- [DIRECTIONS FOR THIS TASK]: Output each entry exactly; skip nothing.

- [AVAILABLE RECORDS]:
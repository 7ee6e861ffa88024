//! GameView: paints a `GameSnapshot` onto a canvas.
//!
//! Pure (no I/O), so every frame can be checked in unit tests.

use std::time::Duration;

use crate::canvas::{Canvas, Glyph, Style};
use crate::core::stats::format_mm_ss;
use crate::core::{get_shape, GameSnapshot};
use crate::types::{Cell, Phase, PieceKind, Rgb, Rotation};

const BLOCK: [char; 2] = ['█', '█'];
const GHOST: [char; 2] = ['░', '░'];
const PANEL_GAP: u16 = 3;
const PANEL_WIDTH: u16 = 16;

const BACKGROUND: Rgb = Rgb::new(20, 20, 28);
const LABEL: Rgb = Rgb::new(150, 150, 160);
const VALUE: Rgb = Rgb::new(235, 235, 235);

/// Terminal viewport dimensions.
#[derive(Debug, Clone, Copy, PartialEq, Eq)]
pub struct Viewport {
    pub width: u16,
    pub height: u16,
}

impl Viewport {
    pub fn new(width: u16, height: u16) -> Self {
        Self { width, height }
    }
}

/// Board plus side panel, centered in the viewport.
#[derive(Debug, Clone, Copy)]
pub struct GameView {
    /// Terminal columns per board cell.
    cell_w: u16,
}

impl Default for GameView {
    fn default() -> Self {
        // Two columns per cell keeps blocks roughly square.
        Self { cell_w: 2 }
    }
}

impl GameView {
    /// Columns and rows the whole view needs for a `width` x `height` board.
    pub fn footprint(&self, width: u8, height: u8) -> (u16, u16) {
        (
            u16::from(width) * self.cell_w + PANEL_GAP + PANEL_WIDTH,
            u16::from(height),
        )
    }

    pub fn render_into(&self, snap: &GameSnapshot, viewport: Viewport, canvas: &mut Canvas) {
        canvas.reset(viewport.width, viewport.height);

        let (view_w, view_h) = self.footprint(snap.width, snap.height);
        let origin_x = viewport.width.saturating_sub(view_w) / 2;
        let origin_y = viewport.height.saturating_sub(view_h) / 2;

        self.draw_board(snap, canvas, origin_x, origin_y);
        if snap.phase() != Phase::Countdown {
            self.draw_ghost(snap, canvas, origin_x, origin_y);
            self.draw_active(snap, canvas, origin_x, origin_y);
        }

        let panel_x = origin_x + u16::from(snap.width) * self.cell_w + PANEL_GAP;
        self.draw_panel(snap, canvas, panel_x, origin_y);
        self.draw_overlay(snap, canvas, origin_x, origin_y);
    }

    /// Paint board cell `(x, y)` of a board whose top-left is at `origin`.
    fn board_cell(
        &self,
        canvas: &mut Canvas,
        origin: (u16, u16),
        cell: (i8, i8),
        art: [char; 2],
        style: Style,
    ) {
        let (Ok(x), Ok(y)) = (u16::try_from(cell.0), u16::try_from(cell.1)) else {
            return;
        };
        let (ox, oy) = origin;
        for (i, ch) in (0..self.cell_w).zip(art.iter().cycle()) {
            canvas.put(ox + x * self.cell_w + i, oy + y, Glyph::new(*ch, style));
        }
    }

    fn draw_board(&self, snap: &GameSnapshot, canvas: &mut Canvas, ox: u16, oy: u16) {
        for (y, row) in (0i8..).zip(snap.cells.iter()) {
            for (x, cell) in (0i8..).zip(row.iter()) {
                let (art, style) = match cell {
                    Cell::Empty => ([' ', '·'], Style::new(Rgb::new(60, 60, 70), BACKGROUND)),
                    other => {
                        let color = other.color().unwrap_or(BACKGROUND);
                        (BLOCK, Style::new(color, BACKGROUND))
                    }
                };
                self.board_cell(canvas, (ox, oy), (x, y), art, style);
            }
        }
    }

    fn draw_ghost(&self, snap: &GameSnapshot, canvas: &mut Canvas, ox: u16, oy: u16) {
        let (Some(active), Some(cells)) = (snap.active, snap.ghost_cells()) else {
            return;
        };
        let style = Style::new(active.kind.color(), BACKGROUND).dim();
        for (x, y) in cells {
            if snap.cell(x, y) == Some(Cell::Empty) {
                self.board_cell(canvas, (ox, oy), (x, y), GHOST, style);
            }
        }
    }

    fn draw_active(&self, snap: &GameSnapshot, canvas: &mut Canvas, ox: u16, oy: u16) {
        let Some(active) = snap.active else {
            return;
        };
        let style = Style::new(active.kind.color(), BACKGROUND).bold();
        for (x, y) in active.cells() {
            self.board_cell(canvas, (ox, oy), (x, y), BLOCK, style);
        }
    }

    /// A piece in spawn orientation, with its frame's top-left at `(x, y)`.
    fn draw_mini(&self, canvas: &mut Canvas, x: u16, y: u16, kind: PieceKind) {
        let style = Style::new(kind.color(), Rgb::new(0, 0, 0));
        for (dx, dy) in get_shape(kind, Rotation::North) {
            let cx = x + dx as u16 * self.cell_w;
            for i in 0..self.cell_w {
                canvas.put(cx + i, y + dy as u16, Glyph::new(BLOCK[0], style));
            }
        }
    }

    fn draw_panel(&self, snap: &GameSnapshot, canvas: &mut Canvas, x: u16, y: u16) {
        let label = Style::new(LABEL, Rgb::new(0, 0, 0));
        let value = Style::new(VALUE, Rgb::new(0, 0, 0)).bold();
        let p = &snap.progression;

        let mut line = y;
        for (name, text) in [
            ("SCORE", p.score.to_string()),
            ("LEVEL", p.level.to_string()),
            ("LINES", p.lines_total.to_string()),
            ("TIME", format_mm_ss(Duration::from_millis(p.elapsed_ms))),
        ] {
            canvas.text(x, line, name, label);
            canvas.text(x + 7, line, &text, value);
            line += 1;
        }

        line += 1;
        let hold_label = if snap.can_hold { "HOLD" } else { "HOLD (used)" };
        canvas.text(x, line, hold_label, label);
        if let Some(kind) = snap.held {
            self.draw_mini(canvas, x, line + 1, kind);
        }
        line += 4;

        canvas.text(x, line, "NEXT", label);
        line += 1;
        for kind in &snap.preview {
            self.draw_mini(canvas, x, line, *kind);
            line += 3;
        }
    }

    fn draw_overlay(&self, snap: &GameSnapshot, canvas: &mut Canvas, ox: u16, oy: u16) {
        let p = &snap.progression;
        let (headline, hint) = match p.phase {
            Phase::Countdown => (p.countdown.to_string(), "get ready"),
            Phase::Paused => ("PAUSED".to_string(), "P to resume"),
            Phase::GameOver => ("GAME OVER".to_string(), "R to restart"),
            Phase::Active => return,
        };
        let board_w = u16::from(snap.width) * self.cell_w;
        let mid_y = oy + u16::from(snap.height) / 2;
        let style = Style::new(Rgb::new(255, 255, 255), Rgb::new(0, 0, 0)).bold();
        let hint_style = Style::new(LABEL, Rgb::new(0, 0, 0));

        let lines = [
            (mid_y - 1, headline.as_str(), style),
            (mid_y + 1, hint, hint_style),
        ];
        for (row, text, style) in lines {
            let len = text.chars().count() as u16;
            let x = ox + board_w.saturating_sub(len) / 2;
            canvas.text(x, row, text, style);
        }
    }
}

- [ANSWER SPACE]:
repository 7ee6e861ffa88024
//! GameView: paints a `GameSnapshot` onto a canvas.
//!
//! Pure (no I/O), so every frame can be checked in unit tests.

use std::time::Duration;

use crate::canvas::{Canvas, Glyph, Style};
use crate::core::stats::format_mm_ss;
use crate::core::{get_shape, GameSnapshot};
use crate::types::{Cell, Phase, PieceKind, Rgb, Rotation};

const BLOCK: [char; 2] = ['█', '█'];
const GHOST: [char; 2] = ['░', '░'];
const PANEL_GAP: u16 = 3;
const PANEL_WIDTH: u16 = 16;

const BACKGROUND: Rgb = Rgb::new(20, 20, 28);
const LABEL: Rgb = Rgb::new(150, 150, 160);
const VALUE: Rgb = Rgb::new(235, 235, 235);

/// Terminal viewport dimensions.
#[derive(Debug, Clone, Copy, PartialEq, Eq)]
pub struct Viewport {
    pub width: u16,
    pub height: u16,
}

impl Viewport {
    pub fn new(width: u16, height: u16) -> Self {
        Self { width, height }
    }
}

/// Board plus side panel, centered in the viewport.
#[derive(Debug, Clone, Copy)]
pub struct GameView {
    /// Terminal columns per board cell.
    cell_w: u16,
}

impl Default for GameView {
    fn default() -> Self {
        // Two columns per cell keeps blocks roughly square.
        Self { cell_w: 2 }
    }
}

impl GameView {
    /// Columns and rows the whole view needs for a `width` x `height` board.
    pub fn footprint(&self, width: u8, height: u8) -> (u16, u16) {
        (
            u16::from(width) * self.cell_w + PANEL_GAP + PANEL_WIDTH,
            u16::from(height),
        )
    }

    pub fn render_into(&self, snap: &GameSnapshot, viewport: Viewport, canvas: &mut Canvas) {
        canvas.reset(viewport.width, viewport.height);

        let (view_w, view_h) = self.footprint(snap.width, snap.height);
        let origin_x = viewport.width.saturating_sub(view_w) / 2;
        let origin_y = viewport.height.saturating_sub(view_h) / 2;

        self.draw_board(snap, canvas, origin_x, origin_y);
        if snap.phase() != Phase::Countdown {
            self.draw_ghost(snap, canvas, origin_x, origin_y);
            self.draw_active(snap, canvas, origin_x, origin_y);
        }

        let panel_x = origin_x + u16::from(snap.width) * self.cell_w + PANEL_GAP;
        self.draw_panel(snap, canvas, panel_x, origin_y);
        self.draw_overlay(snap, canvas, origin_x, origin_y);
    }

    /// Paint board cell `(x, y)` of a board whose top-left is at `origin`.
    fn board_cell(
        &self,
        canvas: &mut Canvas,
        origin: (u16, u16),
        cell: (i8, i8),
        art: [char; 2],
        style: Style,
    ) {
        let (Ok(x), Ok(y)) = (u16::try_from(cell.0), u16::try_from(cell.1)) else {
            return;
        };
        let (ox, oy) = origin;
        for (i, ch) in (0..self.cell_w).zip(art.iter().cycle()) {
            canvas.put(ox + x * self.cell_w + i, oy + y, Glyph::new(*ch, style));
        }
    }

    fn draw_board(&self, snap: &GameSnapshot, canvas: &mut Canvas, ox: u16, oy: u16) {
        for (y, row) in (0i8..).zip(snap.cells.iter()) {
            for (x, cell) in (0i8..).zip(row.iter()) {
                let (art, style) = match cell {
                    Cell::Empty => ([' ', '·'], Style::new(Rgb::new(60, 60, 70), BACKGROUND)),
                    other => {
                        let color = other.color().unwrap_or(BACKGROUND);
                        (BLOCK, Style::new(color, BACKGROUND))
                    }
                };
                self.board_cell(canvas, (ox, oy), (x, y), art, style);
            }
        }
    }

    fn draw_ghost(&self, snap: &GameSnapshot, canvas: &mut Canvas, ox: u16, oy: u16) {
        let (Some(active), Some(cells)) = (snap.active, snap.ghost_cells()) else {
            return;
        };
        let style = Style::new(active.kind.color(), BACKGROUND).dim();
        for (x, y) in cells {
            if snap.cell(x, y) == Some(Cell::Empty) {
                self.board_cell(canvas, (ox, oy), (x, y), GHOST, style);
            }
        }
    }

    fn draw_active(&self, snap: &GameSnapshot, canvas: &mut Canvas, ox: u16, oy: u16) {
        let Some(active) = snap.active else {
            return;
        };
        let style = Style::new(active.kind.color(), BACKGROUND).bold();
        for (x, y) in active.cells() {
            self.board_cell(canvas, (ox, oy), (x, y), BLOCK, style);
        }
    }

    /// A piece in spawn orientation, with its frame's top-left at `(x, y)`.
    fn draw_mini(&self, canvas: &mut Canvas, x: u16, y: u16, kind: PieceKind) {
        let style = Style::new(kind.color(), Rgb::new(0, 0, 0));
        for (dx, dy) in get_shape(kind, Rotation::North) {
            let cx = x + dx as u16 * self.cell_w;
            for i in 0..self.cell_w {
                canvas.put(cx + i, y + dy as u16, Glyph::new(BLOCK[0], style));
            }
        }
    }

    fn draw_panel(&self, snap: &GameSnapshot, canvas: &mut Canvas, x: u16, y: u16) {
        let label = Style::new(LABEL, Rgb::new(0, 0, 0));
        let value = Style::new(VALUE, Rgb::new(0, 0, 0)).bold();
        let p = &snap.progression;

        let mut line = y;
        for (name, text) in [
            ("SCORE", p.score.to_string()),
            ("LEVEL", p.level.to_string()),
            ("LINES", p.lines_total.to_string()),
            ("TIME", format_mm_ss(Duration::from_millis(p.elapsed_ms))),
        ] {
            canvas.text(x, line, name, label);
            canvas.text(x + 7, line, &text, value);
            line += 1;
        }

        line += 1;
        let hold_label = if snap.can_hold { "HOLD" } else { "HOLD (used)" };
        canvas.text(x, line, hold_label, label);
        if let Some(kind) = snap.held {
            self.draw_mini(canvas, x, line + 1, kind);
        }
        line += 4;

        canvas.text(x, line, "NEXT", label);
        line += 1;
        for kind in &snap.preview {
            self.draw_mini(canvas, x, line, *kind);
            line += 3;
        }
    }

    fn draw_overlay(&self, snap: &GameSnapshot, canvas: &mut Canvas, ox: u16, oy: u16) {
        let p = &snap.progression;
        let (headline, hint) = match p.phase {
            Phase::Countdown => (p.countdown.to_string(), "get ready"),
            Phase::Paused => ("PAUSED".to_string(), "P to resume"),
            Phase::GameOver => ("GAME OVER".to_string(), "R to restart"),
            Phase::Active => return,
        };
        let board_w = u16::from(snap.width) * self.cell_w;
        let mid_y = oy + u16::from(snap.height) / 2;
        let style = Style::new(Rgb::new(255, 255, 255), Rgb::new(0, 0, 0)).bold();
        let hint_style = Style::new(LABEL, Rgb::new(0, 0, 0));

        let lines = [
            (mid_y - 1, headline.as_str(), style),
            (mid_y + 1, hint, hint_style),
        ];
        for (row, text, style) in lines {
            let len = text.chars().count() as u16;
            let x = ox + board_w.saturating_sub(len) / 2;
            canvas.text(x, row, text, style);
        }
    }
}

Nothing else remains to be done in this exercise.